# How fast can a a bear climb a tree?



## dwhee87 (Nov 26, 2012)

Faster than you can say, "Oh,  **my** (mod friendly)".....


----------



## pine nut (Nov 26, 2012)

Wow!


----------



## EAGLE EYE 444 (Nov 26, 2012)

I'll just say that "Immodium AD" is definitely needed for this moment for sure !!!


----------



## Woodsong (Nov 26, 2012)

pretty sure they edited out the "screaming like a little girl" reaction of the 2 guys!  Crazy video!


----------



## The mtn man (Nov 26, 2012)

that is funny, my 13 year old son and his buddy were turkey hunting from a ground blind this past spring, I was sittin in my truck 200 yds away watching them, when 5 bears came along, was a sow, 2 cubs looked to be 2 years old and 2 cubs that were smaller, they were all within 5 yds of boys, one stuck its head in the window of the ground blind, thats when I interveaned, It was funny until I thought about what could go wrong with 2 13 year old boys in a ground blind with 12 guage shotguns and a bear with its head in the window LOL.


----------



## NCHillbilly (Nov 26, 2012)




----------



## Etoncathunter (Nov 26, 2012)

Definitely time for a change of underwear.


----------



## dawg2 (Nov 26, 2012)

That is why I carry a pistol


----------



## Killer Kyle (Nov 26, 2012)

Not as fast as they can slide down! They inchworm up, and slide down.  I had one slide down like a firefighter down the pole at 40 yards and boy lemme tell you....its fast....and unnerving.


----------



## 7Mag Hunter (Nov 26, 2012)

dawg2 said:


> That is why I carry a pistol




And a rather large boot knife.....


----------



## Lukikus2 (Nov 26, 2012)

On a side note. Is that pin on his climber seated all the way. Looks like it is only barely grabbing to me.


----------



## T-N-T (Dec 1, 2012)

Dang I dont think I could share a tree with a bear.  I believe that tree would occupied by ONLY the bear and I would be pulling a fireman move myself...


----------



## Shug (Dec 1, 2012)

7Mag Hunter said:


> And a rather large boot knife.....



Me too, but I don't want to get into a knife fight with a bear in a tree.... Guess his eye sight wasn't so good and he needed a closer inspection


----------



## alvishere (Dec 1, 2012)

ohh my goodness !


----------



## JKnieper (Dec 1, 2012)

He would have certainly smelled me after I messed myself!


----------



## chewy32 (Dec 1, 2012)

hahaha he  was just checking out their view hahaha hey guys yall seen and sows come bye lately haha


----------



## woodyjim (Dec 4, 2012)

who knew bears could account for fallin out of a tree stand


----------



## molon labe (Dec 4, 2012)

My guess is the Bear at the bait ran a smaller bear up the tree, not that uncommon ,but probably uncommon to be in the same tree as a hunter and yes you can almost sense the steam arising from their drawers.


----------



## bany (Dec 5, 2012)

molon labe said:


> My guess is the Bear at the bait ran a smaller bear up the tree, not that uncommon ,but probably uncommon to be in the same tree as a hunter and yes you can almost sense the steam arising from their drawers.

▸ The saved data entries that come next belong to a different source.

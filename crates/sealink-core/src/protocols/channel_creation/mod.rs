//! Oblivious-channel creation between two devices.
//!
//! One implementation serves two protocols, selected by [`PeerKind`]:
//!
//! - [`OwnedDevice`]: both devices belong to the same identity
//! - [`ContactDevice`]: the remote device belongs to a trusted, active contact
//!
//! # Handshake
//!
//! The device with the smaller [`Uid`] is "in charge" and plays Alice:
//!
//! ```text
//!  A (in charge)                                   B
//!  Initial ── Ping ──────────────────────────────▶ Initial   (verify, ping back)
//!  Initial ◀──────────────────────────────── Ping ─ PingSent
//!  WaitingForK1 ── AliceIdentityAndEphemeralKey ─▶ Initial   (verify, encapsulate k1)
//!  WaitingForK1 ◀──────── BobEphemeralKeyAndK1 ── WaitingForK2
//!  WaitForFirstAck ── K2 ────────────────────────▶ WaitingForK2   (seed = [k1, k2])
//!  WaitForFirstAck ◀───────── FirstAck (channel) ─ WaitForSecondAck
//!  ChannelConfirmed ── SecondAck (channel) ──────▶ ChannelConfirmed
//! ```
//!
//! Either side may start with a local `Initial`. The instance id travels with
//! every message, so both devices run the same instance; an instance that
//! reaches a final state is deleted and the next message for that id starts
//! again from `Initial`.
//!
//! # Failure policy
//!
//! A bad or replayed ping signature, an unacceptable remote identity, a
//! malformed key or a failed decapsulation rejects the message and leaves the
//! state untouched. A request to create a channel with the current device
//! itself cancels the instance. Finding a stale instance or channel mid-way
//! cancels the instance and restarts from a fresh local `Initial`.

pub mod messages;
pub mod states;
mod steps;

use std::marker::PhantomData;

pub use messages::{ChannelCreationMessage, ChannelCreationMessageKind};
use sealink_encoding::Uid;
pub use states::{ChannelCreationState, ChannelCreationStateKind};

use crate::{
    env::Environment,
    error::StepRejection,
    identity::{CryptoIdentity, RemoteDevice},
    protocol::{
        ConcreteProtocol, CoreMessage, ExpectedChannel, ProtocolId, SendChannel, StepAction,
        StepContext, StepOutcome, StepSignature,
    },
};

/// Which kind of remote device a channel is created with.
pub trait PeerKind: Send + Sync + 'static {
    /// Protocol running the handshake for this kind of peer.
    const PROTOCOL_ID: ProtocolId;

    /// Whether the remote identity may take part.
    ///
    /// # Errors
    ///
    /// `StepRejection::RemoteIdentity` if it may not.
    fn check_remote<C: StepContext>(
        ctx: &C,
        identity: &CryptoIdentity,
    ) -> Result<(), StepRejection>;

    /// Action registering the remote device.
    fn add_device(remote: RemoteDevice) -> StepAction;
}

/// Channel with another device of the owned identity.
#[derive(Debug, Clone, Copy)]
pub struct OwnedDevice;

impl PeerKind for OwnedDevice {
    const PROTOCOL_ID: ProtocolId = ProtocolId::ChannelCreationWithOwnedDevice;

    fn check_remote<C: StepContext>(
        ctx: &C,
        identity: &CryptoIdentity,
    ) -> Result<(), StepRejection> {
        if identity != ctx.owned_identity() {
            return Err(StepRejection::RemoteIdentity { reason: "not the owned identity" });
        }
        Ok(())
    }

    fn add_device(remote: RemoteDevice) -> StepAction {
        StepAction::AddOwnedDevice(remote.device)
    }
}

/// Channel with a device of a contact.
#[derive(Debug, Clone, Copy)]
pub struct ContactDevice;

impl PeerKind for ContactDevice {
    const PROTOCOL_ID: ProtocolId = ProtocolId::ChannelCreationWithContactDevice;

    fn check_remote<C: StepContext>(
        ctx: &C,
        identity: &CryptoIdentity,
    ) -> Result<(), StepRejection> {
        if identity == ctx.owned_identity() {
            return Err(StepRejection::RemoteIdentity { reason: "contact is the owned identity" });
        }
        if !ctx.is_trusted_contact(identity) {
            return Err(StepRejection::RemoteIdentity { reason: "not a trusted contact" });
        }
        if !ctx.is_active_contact(identity) {
            return Err(StepRejection::RemoteIdentity { reason: "contact is not active" });
        }
        Ok(())
    }

    fn add_device(remote: RemoteDevice) -> StepAction {
        StepAction::AddContactDevice(remote)
    }
}

/// Channel-creation protocol for peers of kind `K`.
#[derive(Debug, Clone, Copy)]
pub struct ChannelCreation<K>(PhantomData<K>);

/// Channel creation with another owned device.
pub type ChannelCreationWithOwnedDevice = ChannelCreation<OwnedDevice>;

/// Channel creation with a contact device.
pub type ChannelCreationWithContactDevice = ChannelCreation<ContactDevice>;

/// Channel-creation steps. Ids are stable.
#[repr(u16)]
#[derive(Debug, Clone, Copy, PartialEq, Eq)]
pub enum ChannelCreationStep {
    /// Local request: ping the remote device
    SendPing = 0,
    /// Verified ping: ping back, or send the ephemeral key if in charge
    SendPingOrEphemeralKey = 1,
    /// Recover `k1`, send `k2`, create the channel
    RecoverK1AndSendK2AndCreateChannel = 2,
    /// Confirm the channel, send the second acknowledgement
    ConfirmChannelAndSendAck = 3,
    /// Verified ephemeral key: send ours and `k1`
    SendEphemeralKeyAndK1 = 4,
    /// Recover `k2`, create the channel, send the first acknowledgement
    RecoverK2CreateChannelAndSendAck = 5,
    /// Confirm the channel
    ConfirmChannel = 6,
}

impl ChannelCreationStep {
    /// The step catalog.
    pub const ALL: [Self; 7] = [
        Self::SendPing,
        Self::SendPingOrEphemeralKey,
        Self::RecoverK1AndSendK2AndCreateChannel,
        Self::ConfirmChannelAndSendAck,
        Self::SendEphemeralKeyAndK1,
        Self::RecoverK2CreateChannelAndSendAck,
        Self::ConfirmChannel,
    ];

    /// What the step accepts.
    pub const fn signature(
        self,
    ) -> StepSignature<ChannelCreationStateKind, ChannelCreationMessageKind> {
        use ChannelCreationMessageKind as M;
        use ChannelCreationStateKind as S;

        let (state, message, channel) = match self {
            Self::SendPing => (S::Initial, M::Initial, ExpectedChannel::Local),
            Self::SendPingOrEphemeralKey => (S::Initial, M::Ping, ExpectedChannel::Asymmetric),
            Self::RecoverK1AndSendK2AndCreateChannel => {
                (S::WaitingForK1, M::BobEphemeralKeyAndK1, ExpectedChannel::Asymmetric)
            },
            Self::ConfirmChannelAndSendAck => {
                (S::WaitForFirstAck, M::FirstAck, ExpectedChannel::ObliviousFromBoundRemote)
            },
            Self::SendEphemeralKeyAndK1 => {
                (S::Initial, M::AliceIdentityAndEphemeralKey, ExpectedChannel::Asymmetric)
            },
            Self::RecoverK2CreateChannelAndSendAck => {
                (S::WaitingForK2, M::K2, ExpectedChannel::Asymmetric)
            },
            Self::ConfirmChannel => {
                (S::WaitForSecondAck, M::SecondAck, ExpectedChannel::ObliviousFromBoundRemote)
            },
        };
        StepSignature { state, message, channel }
    }
}

impl<K: PeerKind> ConcreteProtocol for ChannelCreation<K> {
    const ALL_STEPS: &'static [ChannelCreationStep] = &ChannelCreationStep::ALL;
    const ID: ProtocolId = K::PROTOCOL_ID;

    type Message = ChannelCreationMessage;
    type State = ChannelCreationState;
    type Step = ChannelCreationStep;

    fn step_id(step: ChannelCreationStep) -> u16 {
        step as u16
    }

    fn step_signature(
        step: ChannelCreationStep,
    ) -> StepSignature<ChannelCreationStateKind, ChannelCreationMessageKind> {
        step.signature()
    }

    fn initial_state() -> ChannelCreationState {
        ChannelCreationState::Initial
    }

    fn cancelled_state() -> ChannelCreationState {
        ChannelCreationState::Cancelled
    }

    fn bound_remote(state: &ChannelCreationState) -> Option<RemoteDevice> {
        state.remote().copied()
    }

    fn execute_step<C: StepContext, E: Environment>(
        step: ChannelCreationStep,
        ctx: &C,
        env: &E,
        instance_id: Uid,
        state: ChannelCreationState,
        message: ChannelCreationMessage,
    ) -> Result<StepOutcome<ChannelCreationState>, StepRejection> {
        steps::run::<K, C, E>(step, ctx, env, instance_id, state, message)
    }
}

/// Local `Initial` message starting a channel creation with `remote`.
pub fn initial_message<K: PeerKind, E: Environment>(
    owned_identity: CryptoIdentity,
    instance_id: Uid,
    remote: RemoteDevice,
    env: &E,
) -> CoreMessage {
    CoreMessage::outgoing(
        K::PROTOCOL_ID,
        instance_id,
        &ChannelCreationMessage::Initial {
            remote_identity: remote.identity,
            remote_device: remote.device,
        },
        SendChannel::Local { owned_identity },
        env,
    )
}

#[cfg(test)]
mod tests {
    use super::*;
    use crate::protocol::validate_catalog;

    #[test]
    fn catalogs_are_unambiguous() {
        assert_eq!(validate_catalog::<ChannelCreationWithOwnedDevice>(), Ok(()));
        assert_eq!(validate_catalog::<ChannelCreationWithContactDevice>(), Ok(()));
    }

    #[test]
    fn step_ids_are_stable() {
        let ids: Vec<u16> = ChannelCreationStep::ALL
            .into_iter()
            .map(ChannelCreationWithOwnedDevice::step_id)
            .collect();
        assert_eq!(ids, vec![0, 1, 2, 3, 4, 5, 6]);
    }

    #[test]
    fn protocols_have_distinct_ids() {
        assert_eq!(ChannelCreationWithContactDevice::ID.to_string(), "channel-creation-contact");
        assert_ne!(ChannelCreationWithOwnedDevice::ID, ChannelCreationWithContactDevice::ID);
    }
}
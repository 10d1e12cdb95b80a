//! Sealink Protocol Core
//!
//! Runs multi-party protocols as explicit state machines. Each protocol is a
//! closed catalog of states, messages and steps; a received message selects
//! exactly one step, which returns the replacement state and the effects to
//! apply.
//!
//! # Architecture
//!
//! ```text
//! bytes ─▶ CoreMessage ─▶ ProtocolManager ─▶ engine::execute ─▶ step
//!                              │                                  │
//!                              ▼                                  ▼
//!                        ProtocolStore                       StepAction*
//!                                                   (sink, device, store)
//! ```
//!
//! # Components
//!
//! - [`protocol`]: engine, envelope and state container
//! - [`protocols`]: concrete protocols (channel creation with owned and
//!   contact devices)
//! - [`manager`]: load, execute, commit, apply
//! - [`store`] / [`transport`]: collaborator traits and test doubles
//! - [`env`]: time and randomness, swappable for simulation

#![forbid(unsafe_code)]

pub mod config;
pub mod env;
pub mod error;
pub mod identity;
pub mod manager;
pub mod protocol;
pub mod protocols;
pub mod store;
pub mod transport;

pub use config::EngineConfig;
pub use env::{EnvRng, Environment, SystemEnv};
pub use error::{ProtocolError, StepRejection, StoreError, TransportError};
pub use identity::{CryptoIdentity, IdentityDetails, RemoteDevice};
pub use manager::ProtocolManager;
pub use protocol::{
    ChannelInfo, CoreMessage, DeviceContext, ProtocolId, SendChannel, StepAction, StepContext,
    Transition,
};
pub use store::{ChaoticStore, MemoryStore, ProtocolStore, StoreBatch};
pub use transport::ChannelSink;
//! Engine configuration.

use sealink_encoding::DecodeLimits;

/// Configuration for the protocol engine and manager.
#[derive(Debug, Clone, PartialEq, Eq)]
pub struct EngineConfig {
    /// Bounds applied when decoding received wire messages.
    pub decode_limits: DecodeLimits,
    /// Validate every protocol step catalog when the manager is built.
    pub strict_catalog: bool,
}

impl Default for EngineConfig {
    fn default() -> Self {
        Self { decode_limits: DecodeLimits::default(), strict_catalog: true }
    }
}
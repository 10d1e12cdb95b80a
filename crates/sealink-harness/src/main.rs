//! Sealink simulation runner.
//!
//! # Usage
//!
//! ```bash
//! # Owned-device handshake with seed 7
//! sealink-sim --scenario owned-devices --seed 7
//!
//! # Contact handshake with a flaky store
//! sealink-sim --scenario contact-devices --store-failure-rate 0.2
//! ```

use clap::Parser;
use sealink_harness::{Scenario, ScenarioKind};
use tracing_subscriber::{EnvFilter, fmt, layer::SubscriberExt, util::SubscriberInitExt};

/// Sealink channel-creation simulator
#[derive(Parser, Debug)]
#[command(name = "sealink-sim")]
#[command(about = "Run a deterministic channel-creation scenario")]
#[command(version)]
struct Args {
    /// Scenario to run
    #[arg(long, value_enum, default_value = "owned-devices")]
    scenario: ScenarioKind,

    /// Seed of the simulated environment
    #[arg(short, long, default_value = "0")]
    seed: u64,

    /// Delivery budget
    #[arg(long, default_value = "1000")]
    max_steps: usize,

    /// Probability that a store operation fails
    #[arg(long, default_value = "0.0")]
    store_failure_rate: f64,

    /// Log level (trace, debug, info, warn, error)
    #[arg(long, default_value = "info")]
    log_level: String,
}

fn main() -> Result<(), Box<dyn std::error::Error>> {
    let args = Args::parse();
    let filter =
        EnvFilter::try_from_default_env().unwrap_or_else(|_| EnvFilter::new(&args.log_level));

    tracing_subscriber::registry().with(fmt::layer()).with(filter).init();

    if !(0.0..=1.0).contains(&args.store_failure_rate) {
        return Err(format!("store failure rate {} is outside [0, 1]", args.store_failure_rate).into());
    }

    let mut scenario = Scenario::new(args.scenario, args.seed);
    scenario.max_steps = args.max_steps;
    if args.store_failure_rate > 0.0 {
        scenario = scenario.with_store_failure_rate(args.store_failure_rate);
    }

    let report = scenario.run()?;
    tracing::info!(
        steps = report.steps,
        rejected = report.rejected,
        ignored = report.ignored,
        dropped = report.dropped,
        retries = report.retries,
        "simulation complete"
    );

    if !report.established {
        return Err("channel was not established".into());
    }
    tracing::info!("channel established");
    Ok(())
}
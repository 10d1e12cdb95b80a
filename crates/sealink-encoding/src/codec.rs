//! Typed encode/decode contracts.
//!
//! `Encode` is total: every value of an implementing type has an encoding.
//! `Decode` is partial: it checks the tag first, then the payload shape, and
//! rejects anything that does not match exactly.

use bytes::Bytes;
use uuid::Uuid;

use crate::{
    EncodedValue, Tag,
    errors::{DecodeError, Result},
};

/// Types with a canonical encoding.
pub trait Encode {
    /// Encode `self`.
    fn encode(&self) -> EncodedValue;
}

/// Types that can be recovered from an encoded value.
pub trait Decode: Sized {
    /// Decode from `value`.
    ///
    /// # Errors
    ///
    /// A `DecodeError` when the tag or payload shape does not match.
    fn decode(value: &EncodedValue) -> Result<Self>;
}

impl<T: Encode + ?Sized> Encode for &T {
    fn encode(&self) -> EncodedValue {
        (**self).encode()
    }
}

impl Encode for EncodedValue {
    fn encode(&self) -> EncodedValue {
        self.clone()
    }
}

impl Decode for EncodedValue {
    fn decode(value: &EncodedValue) -> Result<Self> {
        Ok(value.clone())
    }
}

/// Payload of `value`, which must carry `tag` and exactly `N` bytes.
///
/// # Errors
///
/// `TagMismatch` or `InvalidWidth`.
pub fn fixed_payload<const N: usize>(
    value: &EncodedValue,
    tag: Tag,
    kind: &'static str,
) -> Result<[u8; N]> {
    let payload = value.payload_of(tag)?;
    <[u8; N]>::try_from(payload.as_ref()).map_err(|_| DecodeError::InvalidWidth {
        kind,
        expected: N,
        actual: payload.len(),
    })
}

impl Encode for bool {
    fn encode(&self) -> EncodedValue {
        EncodedValue::new(Tag::Bool, vec![u8::from(*self)])
    }
}

impl Decode for bool {
    fn decode(value: &EncodedValue) -> Result<Self> {
        match fixed_payload::<1>(value, Tag::Bool, "bool")? {
            [0x00] => Ok(false),
            [0x01] => Ok(true),
            [other] => Err(DecodeError::InvalidBool(other)),
        }
    }
}

impl Encode for i64 {
    fn encode(&self) -> EncodedValue {
        EncodedValue::new(Tag::Int, self.to_be_bytes().to_vec())
    }
}

impl Decode for i64 {
    fn decode(value: &EncodedValue) -> Result<Self> {
        fixed_payload::<8>(value, Tag::Int, "int").map(i64::from_be_bytes)
    }
}

/// Integers narrower than the wire width go through `i64`.
macro_rules! impl_narrow_int {
    ($($ty:ty),+ $(,)?) => {
        $(
            impl Encode for $ty {
                fn encode(&self) -> EncodedValue {
                    i64::from(*self).encode()
                }
            }

            impl Decode for $ty {
                fn decode(value: &EncodedValue) -> Result<Self> {
                    let wide = i64::decode(value)?;
                    <$ty>::try_from(wide).map_err(|_| DecodeError::OutOfRange {
                        value: wide,
                        target: stringify!($ty),
                    })
                }
            }
        )+
    };
}

impl_narrow_int!(i32, u16, u32);

impl Encode for usize {
    fn encode(&self) -> EncodedValue {
        // usize values used on the wire are counts and indices well below
        // i64::MAX; saturate rather than wrap if that ever changes.
        i64::try_from(*self).unwrap_or(i64::MAX).encode()
    }
}

impl Decode for usize {
    fn decode(value: &EncodedValue) -> Result<Self> {
        let wide = i64::decode(value)?;
        Self::try_from(wide).map_err(|_| DecodeError::OutOfRange { value: wide, target: "usize" })
    }
}

impl Encode for str {
    fn encode(&self) -> EncodedValue {
        EncodedValue::new(Tag::Bytes, Bytes::copy_from_slice(self.as_bytes()))
    }
}

impl Encode for String {
    fn encode(&self) -> EncodedValue {
        self.as_str().encode()
    }
}

impl Decode for String {
    fn decode(value: &EncodedValue) -> Result<Self> {
        let payload = value.payload_of(Tag::Bytes)?;
        Self::from_utf8(payload.to_vec()).map_err(|_| DecodeError::InvalidUtf8)
    }
}

impl Encode for [u8] {
    fn encode(&self) -> EncodedValue {
        EncodedValue::new(Tag::Bytes, Bytes::copy_from_slice(self))
    }
}

impl Encode for Vec<u8> {
    fn encode(&self) -> EncodedValue {
        self.as_slice().encode()
    }
}

impl Decode for Vec<u8> {
    fn decode(value: &EncodedValue) -> Result<Self> {
        Ok(value.payload_of(Tag::Bytes)?.to_vec())
    }
}

impl Encode for Bytes {
    fn encode(&self) -> EncodedValue {
        EncodedValue::new(Tag::Bytes, self.clone())
    }
}

impl Decode for Bytes {
    fn decode(value: &EncodedValue) -> Result<Self> {
        value.payload_of(Tag::Bytes).cloned()
    }
}

impl<const N: usize> Encode for [u8; N] {
    fn encode(&self) -> EncodedValue {
        self.as_slice().encode()
    }
}

impl<const N: usize> Decode for [u8; N] {
    fn decode(value: &EncodedValue) -> Result<Self> {
        fixed_payload::<N>(value, Tag::Bytes, "byte array")
    }
}

impl Encode for Uuid {
    fn encode(&self) -> EncodedValue {
        self.as_bytes().encode()
    }
}

impl Decode for Uuid {
    fn decode(value: &EncodedValue) -> Result<Self> {
        fixed_payload::<16>(value, Tag::Bytes, "uuid").map(Self::from_bytes)
    }
}

/// Homogeneous lists. `Vec<u8>` is a byte string, not a list of integers.
macro_rules! impl_list {
    ($($ty:ty),+ $(,)?) => {
        $(
            impl Encode for Vec<$ty> {
                fn encode(&self) -> EncodedValue {
                    EncodedValue::list(self.iter().map(Encode::encode))
                }
            }

            impl Decode for Vec<$ty> {
                fn decode(value: &EncodedValue) -> Result<Self> {
                    value.as_list()?.iter().map(<$ty>::decode).collect()
                }
            }
        )+
    };
}

impl_list!(
    EncodedValue,
    bool,
    i64,
    i32,
    u16,
    u32,
    String,
    Vec<u8>,
    Bytes,
    Uuid,
    crate::Uid,
    crate::UnsignedBigInt,
    crate::Dictionary,
);

/// Encode a slice of encodable items as a list.
pub fn encode_list<T: Encode>(items: &[T]) -> EncodedValue {
    EncodedValue::list(items.iter().map(Encode::encode))
}

/// Decode every element of a list value as `T`.
///
/// # Errors
///
/// `TagMismatch` if `value` is not a list, or the first element failure.
pub fn decode_list<T: Decode>(value: &EncodedValue) -> Result<Vec<T>> {
    value.as_list()?.iter().map(T::decode).collect()
}
//! Observable state snapshots for invariant checking.

use std::collections::{BTreeMap, BTreeSet};

use sealink_core::{ProtocolId, RemoteDevice};
use sealink_encoding::Uid;

/// Observable state of every simulated device.
#[derive(Debug, Clone, Default)]
pub struct NetworkSnapshot {
    /// Per-device snapshots, in party order.
    pub devices: Vec<DeviceSnapshot>,
}

impl NetworkSnapshot {
    /// Snapshot of the device `remote`, if it is part of the network.
    pub fn device(&self, remote: &RemoteDevice) -> Option<&DeviceSnapshot> {
        self.devices.iter().find(|device| &device.remote == remote)
    }
}

/// A channel as seen from one side.
#[derive(Debug, Clone, Copy, PartialEq, Eq)]
pub struct ChannelView {
    /// Raw channel seed
    pub seed: [u8; 32],
    /// Whether this side confirmed the channel
    pub confirmed: bool,
}

/// Observable state of one device.
#[derive(Debug, Clone)]
pub struct DeviceSnapshot {
    /// The device itself
    pub remote: RemoteDevice,
    /// Channels held, by peer
    pub channels: BTreeMap<RemoteDevice, ChannelView>,
    /// Instances the device tracks as running
    pub tracked: BTreeSet<(ProtocolId, Uid)>,
    /// Instances present in the device's store
    pub stored: BTreeSet<(ProtocolId, Uid)>,
}
//! Channel-creation ping challenge.
//!
//! A ping proves that the sender controls the identity it claims and that it
//! is talking about this particular pair of devices. The signed bytes are
//!
//! ```text
//! PING_LABEL || prefix || first_device || second_device || first_identity || second_identity
//! ```
//!
//! where "first" is the recipient of the ping and "second" its sender. The
//! recipient rebuilds the challenge from its own point of view to check it.
//!
//! The random prefix makes every response distinct, so a receiver can keep a
//! record of responses it has seen and refuse replays without also refusing
//! a second, fresh answer to the same challenge.

use sealink_encoding::Uid;

use crate::{
    error::CryptoError,
    signature::{SignatureBytes, SigningKeyPair, VerificationKey},
};

/// Domain separation label for channel-creation pings
const PING_LABEL: &[u8] = b"sealinkChannelCreationPingV1";

/// Size of the random prefix of a challenge response
pub const CHALLENGE_PREFIX_SIZE: usize = 16;

/// Answer to a [`ChannelCreationChallenge`].
#[derive(Debug, Clone, Copy, PartialEq, Eq, Hash)]
pub struct ChallengeResponse {
    /// Random prefix chosen by the signer
    pub prefix: [u8; CHALLENGE_PREFIX_SIZE],
    /// Signature over the prefixed challenge
    pub signature: SignatureBytes,
}

/// The statement signed by a channel-creation ping.
#[derive(Debug, Clone, Copy, PartialEq, Eq)]
pub struct ChannelCreationChallenge<'a> {
    /// Device receiving the ping
    pub first_device: Uid,
    /// Device sending the ping
    pub second_device: Uid,
    /// Identity receiving the ping
    pub first_identity: &'a VerificationKey,
    /// Identity sending the ping
    pub second_identity: &'a VerificationKey,
}

impl ChannelCreationChallenge<'_> {
    /// Bytes covered by the signature for a given prefix.
    #[must_use]
    pub fn to_signed_bytes(&self, prefix: &[u8; CHALLENGE_PREFIX_SIZE]) -> Vec<u8> {
        let mut out =
            Vec::with_capacity(PING_LABEL.len() + CHALLENGE_PREFIX_SIZE + 2 * Uid::LEN + 2 * 32);
        out.extend_from_slice(PING_LABEL);
        out.extend_from_slice(prefix);
        out.extend_from_slice(self.first_device.as_bytes());
        out.extend_from_slice(self.second_device.as_bytes());
        out.extend_from_slice(self.first_identity.as_bytes());
        out.extend_from_slice(self.second_identity.as_bytes());
        out
    }

    /// Sign the challenge as `second_identity`, using a caller-chosen random
    /// prefix.
    #[must_use]
    pub fn solve(
        &self,
        signer: &SigningKeyPair,
        prefix: [u8; CHALLENGE_PREFIX_SIZE],
    ) -> ChallengeResponse {
        ChallengeResponse { prefix, signature: signer.sign(&self.to_signed_bytes(&prefix)) }
    }

    /// Check a response by `second_identity` to the challenge.
    ///
    /// # Errors
    ///
    /// `CryptoError::InvalidSignature` if the response does not cover exactly
    /// this challenge under `second_identity`.
    pub fn check(&self, response: &ChallengeResponse) -> Result<(), CryptoError> {
        self.second_identity.verify(&self.to_signed_bytes(&response.prefix), &response.signature)
    }
}

#[cfg(test)]
mod tests {
    use super::*;

    fn uid(byte: u8) -> Uid {
        Uid::from_bytes([byte; 32])
    }

    #[test]
    fn recipient_view_verifies() {
        let alice = SigningKeyPair::from_seed(&[1; 32]);
        let bob = SigningKeyPair::from_seed(&[2; 32]);
        let (alice_id, bob_id) = (alice.verification_key(), bob.verification_key());

        // bob pings alice
        let sent = ChannelCreationChallenge {
            first_device: uid(0xa1),
            second_device: uid(0xb1),
            first_identity: &alice_id,
            second_identity: &bob_id,
        };
        let signature = sent.solve(&bob, [9; CHALLENGE_PREFIX_SIZE]);

        // alice rebuilds it from her side
        let received = ChannelCreationChallenge {
            first_device: uid(0xa1),
            second_device: uid(0xb1),
            first_identity: &alice_id,
            second_identity: &bob_id,
        };
        assert_eq!(received.check(&signature), Ok(()));
    }

    #[test]
    fn swapped_devices_rejected() {
        let alice = SigningKeyPair::from_seed(&[1; 32]);
        let bob = SigningKeyPair::from_seed(&[2; 32]);
        let (alice_id, bob_id) = (alice.verification_key(), bob.verification_key());

        let sent = ChannelCreationChallenge {
            first_device: uid(0xa1),
            second_device: uid(0xb1),
            first_identity: &alice_id,
            second_identity: &bob_id,
        };
        let signature = sent.solve(&bob, [9; CHALLENGE_PREFIX_SIZE]);

        let swapped = ChannelCreationChallenge { first_device: uid(0xb1), second_device: uid(0xa1), ..sent };
        assert_eq!(swapped.check(&signature), Err(CryptoError::InvalidSignature));
    }

    #[test]
    fn wrong_signer_rejected() {
        let alice = SigningKeyPair::from_seed(&[1; 32]);
        let bob = SigningKeyPair::from_seed(&[2; 32]);
        let (alice_id, bob_id) = (alice.verification_key(), bob.verification_key());

        let challenge = ChannelCreationChallenge {
            first_device: uid(1),
            second_device: uid(2),
            first_identity: &alice_id,
            second_identity: &bob_id,
        };
        let response = challenge.solve(&alice, [0; CHALLENGE_PREFIX_SIZE]);
        assert_eq!(challenge.check(&response), Err(CryptoError::InvalidSignature));
    }

    #[test]
    fn prefix_distinguishes_responses() {
        let alice = SigningKeyPair::from_seed(&[1; 32]);
        let bob = SigningKeyPair::from_seed(&[2; 32]);
        let (alice_id, bob_id) = (alice.verification_key(), bob.verification_key());
        let challenge = ChannelCreationChallenge {
            first_device: uid(1),
            second_device: uid(2),
            first_identity: &alice_id,
            second_identity: &bob_id,
        };

        let first = challenge.solve(&bob, [1; CHALLENGE_PREFIX_SIZE]);
        let second = challenge.solve(&bob, [2; CHALLENGE_PREFIX_SIZE]);
        assert_ne!(first, second);
        assert_eq!(challenge.check(&second), Ok(()));

        let spliced = ChallengeResponse { prefix: first.prefix, signature: second.signature };
        assert_eq!(challenge.check(&spliced), Err(CryptoError::InvalidSignature));
    }
}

 Does a bear hunter poop in the woods?


----------



## Miguel Cervantes (Dec 5, 2012)

I would have looked like a flying squirrel on brown jet propulsion making a sound like a screaming banshee. (don't visualize it, it ain't pretty)


----------



## Panthers65 (Dec 13, 2012)

bany said:


> Does a bear hunter poop in the woods?



I would have, twice...


----------



## jlwoodall (Jan 2, 2013)

Worst part is the guys wearing safety belts.


----------



## bbrock1415 (Jan 3, 2013)

video doesn't work for me?


----------



## chrisclayton33 (Jan 13, 2013)

Crazy how fast that bear climbed the tree !


----------



## thurmongene (Jan 14, 2013)

Yes, all true. Yet you have to realize that the Black bear is one of the very few bears that can climb a tree.  They have to hug the tree [ a bear hug,] and push up with the rear legs. Yeah it is super fast !.  but it is a tree without limbs. Limbs clow the bear down. So that is good for us humans who need the limbs in order to climb.  If at all possible remember to choose a tree with many limbs--all the way down to the ground.  You will get scratched up from the tree, but its not like being scratched up by the bear.


----------



## seaweaver (Jan 14, 2013)

they pulled the vid due to copyright infringement..?
cw


----------



## jiminbogart (Feb 21, 2013)

seaweaver said:


> they pulled the vid due to copyright infringement..?
> cw



Put the title in the youtube search and watch the 2:12 video. Good stuff.


----------